Observadores esportivos e veículos de comunicação insistiam que Pelé não se pronunciava contra o racismo. Alguns o mencionariam de passagem, outros dedicariam segmentos inteiros a ele, outros ainda levantariam a inevitável comparação com a estrela do boxe americano Muhammad Ali. Esta crítica era freqüentemente dirigida a Pelé enquanto ele ainda estava vivo, e ele não foi poupado nem mesmo em sua morte.

Como afro-brasileiro, sinto que este escrutínio persistente do que Pelé disse ou não disse é injusto, para dizer o mínimo. O fato de ele não ter feito certas declarações não significa que não tenha participado da luta contra o racismo.

Ao longo de sua vida e carreira, Pelé experimentou o racismo e a discriminação. Ele estava profundamente consciente das desigualdades e injustiças raciais e as enfrentou de uma maneira diferente de algumas outras estrelas do esporte negro que eram seus contemporâneos.

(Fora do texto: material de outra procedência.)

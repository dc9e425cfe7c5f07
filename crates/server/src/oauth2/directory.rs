//! Lookups against the relational store: users, roles, clients, scopes and
//! identity providers. Every call runs under the external-call deadline.

use crate::entity::{client, identity_provider, ip_access_token, scope, user, user_role};
use crate::error::SsoError;
use crate::utils::within;
use sea_orm::{
    ActiveModelTrait, ActiveValue::Set, ColumnTrait, DatabaseConnection, EntityTrait,
    IntoActiveModel, QueryFilter, TransactionTrait,
};
use std::sync::Arc;
use std::time::Duration;
use time::OffsetDateTime;

/// Profile fields of a new account.
#[derive(Clone, Debug, Default)]
pub struct NewUser {
    pub first_name: String,
    pub middle_name: Option<String>,
    pub last_name: String,
    pub email: Option<String>,
    pub phone: Option<String>,
    pub gender: Option<String>,
    pub profile_picture: Option<String>,
    pub password_hash: Option<String>,
}

/// Local account a new provider link points at.
#[derive(Clone, Debug)]
pub enum LinkedAccount {
    Existing(user::Model),
    New(NewUser),
}

/// Provider subject and the provider tokens stored with its link.
#[derive(Clone, Debug)]
pub struct IdentityLink {
    pub provider_id: String,
    pub sub_id: String,
    pub token: String,
    pub refresh_token: Option<String>,
}

fn user_row(new: NewUser, now: OffsetDateTime) -> user::ActiveModel {
    user::ActiveModel {
        id: Set(uuid::Uuid::new_v4().to_string()),
        first_name: Set(new.first_name),
        middle_name: Set(new.middle_name),
        last_name: Set(new.last_name),
        email: Set(new.email),
        phone: Set(new.phone),
        gender: Set(new.gender),
        profile_picture: Set(new.profile_picture),
        password_hash: Set(new.password_hash),
        status: Set(user::STATUS_ACTIVE.to_string()),
        created_at: Set(now),
        updated_at: Set(now),
    }
}

#[derive(Clone)]
pub struct Directory {
    db: Arc<DatabaseConnection>,
    timeout: Duration,
}

impl Directory {
    pub fn new(db: Arc<DatabaseConnection>, timeout: Duration) -> Self {
        Self { db, timeout }
    }

    pub fn db(&self) -> &DatabaseConnection {
        self.db.as_ref()
    }

    pub async fn client(&self, id: &str) -> Result<Option<client::Model>, SsoError> {
        within(
            self.timeout,
            "database",
            client::Entity::find_by_id(id).one(self.db()),
        )
        .await
    }

    /// Active scopes among `names`, in request order.
    pub async fn scopes(&self, names: &[String]) -> Result<Vec<scope::Model>, SsoError> {
        let found = within(
            self.timeout,
            "database",
            scope::Entity::find()
                .filter(scope::Column::Name.is_in(names.iter().cloned()))
                .filter(scope::Column::Status.eq(user::STATUS_ACTIVE))
                .all(self.db()),
        )
        .await?;
        Ok(names
            .iter()
            .filter_map(|name| found.iter().find(|s| &s.name == name).cloned())
            .collect())
    }

    pub async fn user(&self, id: &str) -> Result<Option<user::Model>, SsoError> {
        within(
            self.timeout,
            "database",
            user::Entity::find_by_id(id).one(self.db()),
        )
        .await
    }

    pub async fn user_by_phone(&self, phone: &str) -> Result<Option<user::Model>, SsoError> {
        within(
            self.timeout,
            "database",
            user::Entity::find()
                .filter(user::Column::Phone.eq(phone))
                .one(self.db()),
        )
        .await
    }

    pub async fn user_by_email(&self, email: &str) -> Result<Option<user::Model>, SsoError> {
        within(
            self.timeout,
            "database",
            user::Entity::find()
                .filter(user::Column::Email.eq(email))
                .one(self.db()),
        )
        .await
    }

    /// Role names assigned to the user, sorted.
    pub async fn roles(&self, user_id: &str) -> Result<Vec<String>, SsoError> {
        let rows = within(
            self.timeout,
            "database",
            user_role::Entity::find()
                .filter(user_role::Column::UserId.eq(user_id))
                .all(self.db()),
        )
        .await?;
        let mut roles: Vec<String> = rows.into_iter().map(|r| r.role).collect();
        roles.sort();
        Ok(roles)
    }

    pub async fn create_user(&self, new: NewUser) -> Result<user::Model, SsoError> {
        if let Some(phone) = &new.phone
            && self.user_by_phone(phone).await?.is_some()
        {
            return Err(SsoError::DataExists("phone is already registered".into()));
        }
        if let Some(email) = &new.email
            && self.user_by_email(email).await?.is_some()
        {
            return Err(SsoError::DataExists("email is already registered".into()));
        }

        let row = user_row(new, OffsetDateTime::now_utc());
        let created = within(self.timeout, "database", row.insert(self.db())).await?;
        tracing::info!(user_id = %created.id, "user created");
        Ok(created)
    }

    pub async fn set_password_hash(
        &self,
        user: user::Model,
        password_hash: String,
    ) -> Result<(), SsoError> {
        let mut active = user.into_active_model();
        active.password_hash = Set(Some(password_hash));
        active.updated_at = Set(OffsetDateTime::now_utc());
        within(self.timeout, "database", active.update(self.db()))
            .await
            .map(|_| ())
    }

    pub async fn identity_provider(
        &self,
        id: &str,
    ) -> Result<Option<identity_provider::Model>, SsoError> {
        within(
            self.timeout,
            "database",
            identity_provider::Entity::find_by_id(id).one(self.db()),
        )
        .await
    }

    pub async fn identity_link(
        &self,
        provider_id: &str,
        sub_id: &str,
    ) -> Result<Option<ip_access_token::Model>, SsoError> {
        within(
            self.timeout,
            "database",
            ip_access_token::Entity::find()
                .filter(ip_access_token::Column::IdentityProviderId.eq(provider_id))
                .filter(ip_access_token::Column::SubId.eq(sub_id))
                .one(self.db()),
        )
        .await
    }

    /// Store fresh provider tokens on an existing link.
    pub async fn refresh_identity_tokens(
        &self,
        link: ip_access_token::Model,
        token: String,
        refresh_token: Option<String>,
    ) -> Result<(), SsoError> {
        let mut active = link.into_active_model();
        active.token = Set(token);
        active.refresh_token = Set(refresh_token);
        active.updated_at = Set(OffsetDateTime::now_utc());
        within(self.timeout, "database", active.update(self.db()))
            .await
            .map(|_| ())
    }

    /// Create the account when it is new, then its provider link, in one
    /// transaction. A failed link insert leaves no account behind.
    pub async fn link_identity(
        &self,
        account: LinkedAccount,
        link: IdentityLink,
    ) -> Result<user::Model, SsoError> {
        let linked = self.db.transaction::<_, user::Model, SsoError>(|txn| {
            Box::pin(async move {
                let now = OffsetDateTime::now_utc();
                let user = match account {
                    LinkedAccount::Existing(user) => user,
                    LinkedAccount::New(new) => {
                        let created = user_row(new, now).insert(txn).await?;
                        tracing::info!(user_id = %created.id, "user created");
                        created
                    }
                };
                ip_access_token::ActiveModel {
                    id: Set(uuid::Uuid::new_v4().to_string()),
                    user_id: Set(user.id.clone()),
                    sub_id: Set(link.sub_id),
                    identity_provider_id: Set(link.provider_id),
                    token: Set(link.token),
                    refresh_token: Set(link.refresh_token),
                    status: Set(user::STATUS_ACTIVE.to_string()),
                    created_at: Set(now),
                    updated_at: Set(now),
                }
                .insert(txn)
                .await?;
                Ok(user)
            })
        });
        within(self.timeout, "database", linked).await
    }
}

Pelé nasceu apenas 52 anos após o Brasil ter abolido a escravidão em 1888, o último país do hemisfério ocidental a fazê-lo. Mas, ao crescer, ele não enfrentou nem o apartheid nem as leis Jim Crow. O Brasil naquela época havia tornado o racismo ilegal e se considerava uma “democracia racial”.

A idéia de que o país gozava de harmonia racial foi apresentada na década de 1930 pelo sociólogo brasileiro Gilberto Freyre. Ele próprio um homem branco rico e descendente de colonizadores europeus, alegou que a colonização portuguesa era de alguma forma benigna e que a escravidão não era tão horrível como nos Estados Unidos e, portanto, o Brasil não sofria com o mesmo tipo de racismo estrutural brutal.

Esta ideia – ou melhor, o mito – era bastante duradoura e até eu fui ensinado na escola e na universidade muitas décadas depois que o Brasil de alguma forma tinha relações excepcionalmente positivas entre as raças graças a supostas altas taxas de miscigenação.

Isso, é claro, foi e ainda não é o caso. O Brasil dos anos 40 e 50, quando Pelé estava crescendo, estava fortemente dividido racialmente. As elites eram quase exclusivamente brancas, enquanto a maioria dos pobres era negra, indígena e mestiça. Enquanto isso, o governo continuou a incentivar a imigração européia para aumentar o número de brancos (os mais “desejáveis”) no país.

O futebol brasileiro também sofreu com o racismo. O esporte havia sido trazido ao Brasil na virada do século por homens brancos ricos – como Oscar Cox e Charles Miller – que haviam estudado na Europa. No início do futebol brasileiro, houve tentativas de proibir os negros de jogar em partidas oficiais e mais tarde, nos anos 1910 e 20, alguns jogadores afro-brasileiros se sentiram obrigados a alisar o cabelo e colocar pó de arroz na pele para esconder suas feições africanas.